LISTED RECORDS START

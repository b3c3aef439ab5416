// Copyright (c) Microsoft Corporation.
// Licensed under the MIT license.

//! Resource lifecycle and identity sessions for the buildpack CI harness
//!
//! The [`World`] is the per-run context: it provisions platform resources
//! through the `cf` CLI on first use, memoizes them for the rest of the run,
//! and holds the secrets-platform sessions. All external effects go through
//! a [`CommandExecutor`] or a [`ContentFetcher`] so scenarios can run
//! against fakes.

pub mod cf;
pub mod config;
pub mod fetch;
pub mod manifest;
pub mod names;
pub mod provision;
pub mod shell;
#[cfg(any(test, feature = "test-util"))]
pub mod testing;
mod world;

pub use cf::{CfCli, CredentialPair};
pub use config::HarnessConfig;
pub use fetch::{ContentFetcher, FetchError, HttpFetcher};
pub use provision::Provisioner;
pub use shell::{CommandExecutor, CommandRequest, CommandResult, Execution, ShellSession};
pub use world::{
    online_buildpack_url, BuildpackSource, TeardownReport, World, ADMIN_LOGIN,
    ONLINE_BUILDPACK_REPOSITORY,
};
// Copyright (c) Microsoft Corporation.
// Licensed under the MIT license.

use thiserror::Error;

/// Conditions that fail a scenario
#[derive(Debug, Error)]
pub enum ScenarioError {
    /// The deployed app did not serve an expected secret
    #[error("App page does not contain `{expected}`. Page content:\n{actual}")]
    AssertionFailed { expected: String, actual: String },

    #[error("No app has been pushed in this scenario")]
    NoAppPushed,
}
// Copyright (c) Microsoft Corporation.
// Licensed under the MIT license.

//! Platform session: the `cf` CLI operations the harness relies on
//!
//! Each operation is one shell command sent through the [`CommandExecutor`].
//! The CLI keeps its own login state on disk, so this type holds nothing
//! beyond the executor. Values interpolated into command text are quoted,
//! and passwords are passed in the environment.

use std::borrow::Cow;
use std::fmt;
use std::sync::Arc;

use anyhow::{anyhow, Result};
use secrecy::SecretString;
use tracing::debug;

use crate::shell::{CommandExecutor, CommandRequest, CommandResult};

/// Environment variable `cf auth` reads the password from
pub const CF_PASSWORD_ENV: &str = "CF_PASSWORD";

/// Username and password of a platform user
#[derive(Clone)]
pub struct CredentialPair {
    pub username: String,
    pub password: SecretString,
}

impl CredentialPair {
    pub fn new(username: impl Into<String>, password: SecretString) -> Self {
        Self {
            username: username.into(),
            password,
        }
    }
}

impl fmt::Debug for CredentialPair {
    fn fmt(&self, f: &mut fmt::Formatter<'_>) -> fmt::Result {
        f.debug_struct("CredentialPair")
            .field("username", &self.username)
            .field("password", &"[REDACTED]")
            .finish()
    }
}

/// Quote a value for interpolation into a `sh -c` command line.
pub fn quote(value: &str) -> String {
    shell_escape::unix::escape(Cow::Borrowed(value)).into_owned()
}

/// Extract the first route from `cf app` output.
pub fn parse_route(app_output: &str) -> Option<&str> {
    app_output
        .lines()
        .find_map(|line| {
            let (key, value) = line.split_once(':')?;
            (key.trim() == "routes").then_some(value)
        })
        .and_then(|routes| routes.split(',').next())
        .map(str::trim)
        .filter(|route| !route.is_empty())
}

/// Wrapper around the `cf` CLI
#[derive(Clone)]
pub struct CfCli {
    executor: Arc<dyn CommandExecutor>,
}

impl CfCli {
    pub fn new(executor: Arc<dyn CommandExecutor>) -> Self {
        Self { executor }
    }

    pub fn executor(&self) -> &dyn CommandExecutor {
        self.executor.as_ref()
    }

    pub async fn execute(&self, request: impl Into<CommandRequest>) -> Result<CommandResult> {
        self.executor.execute(request.into()).await
    }

    /// Point the CLI at an API endpoint, skipping TLS validation.
    pub async fn api_login(&self, endpoint: &str) -> Result<CommandResult> {
        self.execute(format!("cf api {} --skip-ssl-validation", quote(endpoint)))
            .await
    }

    pub async fn authenticate(&self, credentials: &CredentialPair) -> Result<CommandResult> {
        debug!("Authenticating to the platform as {}", credentials.username);
        let request = CommandRequest::new(format!("cf auth {}", quote(&credentials.username)))
            .secret_env(CF_PASSWORD_ENV, &credentials.password);
        self.execute(request).await
    }

    pub async fn target(&self, org: &str, space: Option<&str>) -> Result<CommandResult> {
        let command = match space {
            Some(space) => format!("cf target -o {} -s {}", quote(org), quote(space)),
            None => format!("cf target -o {}", quote(org)),
        };
        self.execute(command).await
    }

    /// Externally reachable URL of `app`, resolved on every call.
    pub async fn app_route(&self, app: &str) -> Result<String> {
        let result = self.execute(format!("cf app {}", quote(app))).await?;
        let route = parse_route(result.output()).ok_or_else(|| {
            anyhow!(
                "No route found for app '{}' in `cf app` output: {}",
                app,
                result.combined().trim()
            )
        })?;
        Ok(format!("https://{route}/"))
    }

    pub async fn org_guid(&self, org: &str) -> Result<String> {
        self.guid(format!("cf org {} --guid", quote(org)), org).await
    }

    pub async fn service_instance_guid(&self, service: &str) -> Result<String> {
        self.guid(format!("cf service {} --guid", quote(service)), service)
            .await
    }

    async fn guid(&self, command: String, name: &str) -> Result<String> {
        let result = self.execute(command).await?;
        let guid = result.output().trim();
        if !result.success() || guid.is_empty() {
            return Err(anyhow!(
                "Failed to look up GUID of '{}': {}",
                name,
                result.combined().trim()
            ));
        }
        Ok(guid.to_string())
    }
}

impl fmt::Debug for CfCli {
    fn fmt(&self, f: &mut fmt::Formatter<'_>) -> fmt::Result {
        f.debug_struct("CfCli").finish_non_exhaustive()
    }
}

LISTED RECORDS END

*AIM OF THE TASK*: Pull every line containing the word "target" out of the entries above.

*OUTPUT FOR THIS EXERCISE*:
    pub async fn target(&self, org: &str, space: Option<&str>) -> Result<CommandResult> {
            Some(space) => format!("cf target -o {} -s {}", quote(org), quote(space)),
            None => format!("cf target -o {}", quote(org)),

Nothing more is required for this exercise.